## Task to complete
Only a number is wanted here: the count of lines in the entries below that contain the word "about".

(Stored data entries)
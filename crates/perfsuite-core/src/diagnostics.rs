// Dweve Perfsuite - Benchmark Suite Inspection Toolkit
//
// Copyright (c) 2025 Dweve IP B.V. and individual contributors.
//
// SPDX-License-Identifier: Apache-2.0
//
// Licensed under the Apache License, Version 2.0 (the "License");
// you may not use this file except in compliance with the License.
// You may obtain a copy of the License in the LICENSE file at the
// root of this repository or at: http://www.apache.org/licenses/LICENSE-2.0
//
// Unless required by applicable law or agreed to in writing, software
// distributed under the License is distributed on an "AS IS" BASIS,
// WITHOUT WARRANTIES OR CONDITIONS OF ANY KIND, either express or implied.
// See the License for the specific language governing permissions and
// limitations under the License.

//! Collector for non-fatal diagnostics.
//!
//! Commands create one [`Diagnostics`] value and pass it by `&mut` through
//! the computations that may report problems. The caller decides how to
//! surface the collected entries once the work is done.

use std::fmt;

/// Severity of a diagnostic.
#[derive(Debug, Clone, Copy, PartialEq, Eq)]
pub enum Severity {
    Warning,
    Error,
}

/// What a diagnostic is about.
#[derive(Debug, Clone, PartialEq, Eq)]
pub enum DiagnosticKind {
    /// A benchmark lacks enough runs or samples to estimate dispersion.
    InsufficientData,
    /// A benchmark looks unstable (high dispersion, too few runs, ...).
    Unstable,
    /// A system inspection or tuning operation failed.
    System,
}

#[derive(Debug, Clone, PartialEq)]
pub struct Diagnostic {
    pub severity: Severity,
    pub kind: DiagnosticKind,
    /// Benchmark name, operation name, ...
    pub subject: String,
    pub message: String,
}

impl fmt::Display for Diagnostic {
    fn fmt(&self, f: &mut fmt::Formatter<'_>) -> fmt::Result {
        write!(f, "{}: {}", self.subject, self.message)
    }
}

/// Accumulated diagnostics, in the order they were reported.
#[derive(Debug, Clone, Default)]
pub struct Diagnostics {
    entries: Vec<Diagnostic>,
}

impl Diagnostics {
    pub fn new() -> Self {
        Self::default()
    }

    pub fn push(&mut self, diagnostic: Diagnostic) {
        tracing::debug!(subject = %diagnostic.subject, "{}", diagnostic.message);
        self.entries.push(diagnostic);
    }

    pub fn warn(
        &mut self,
        kind: DiagnosticKind,
        subject: impl Into<String>,
        message: impl Into<String>,
    ) {
        self.push(Diagnostic {
            severity: Severity::Warning,
            kind,
            subject: subject.into(),
            message: message.into(),
        });
    }

    pub fn error(
        &mut self,
        kind: DiagnosticKind,
        subject: impl Into<String>,
        message: impl Into<String>,
    ) {
        self.push(Diagnostic {
            severity: Severity::Error,
            kind,
            subject: subject.into(),
            message: message.into(),
        });
    }

    pub fn is_empty(&self) -> bool {
        self.entries.is_empty()
    }

    pub fn len(&self) -> usize {
        self.entries.len()
    }

    pub fn iter(&self) -> impl Iterator<Item = &Diagnostic> {
        self.entries.iter()
    }

    pub fn warnings(&self) -> impl Iterator<Item = &Diagnostic> {
        self.entries.iter().filter(|d| d.severity == Severity::Warning)
    }

    pub fn errors(&self) -> impl Iterator<Item = &Diagnostic> {
        self.entries.iter().filter(|d| d.severity == Severity::Error)
    }

    pub fn has_errors(&self) -> bool {
        self.errors().next().is_some()
    }

    /// Diagnostics of one kind concerning one subject.
    pub fn about<'a>(
        &'a self,
        kind: DiagnosticKind,
        subject: &'a str,
    ) -> impl Iterator<Item = &'a Diagnostic> {
        self.entries
            .iter()
            .filter(move |d| d.kind == kind && d.subject == subject)
    }
}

## Output of the exercise
2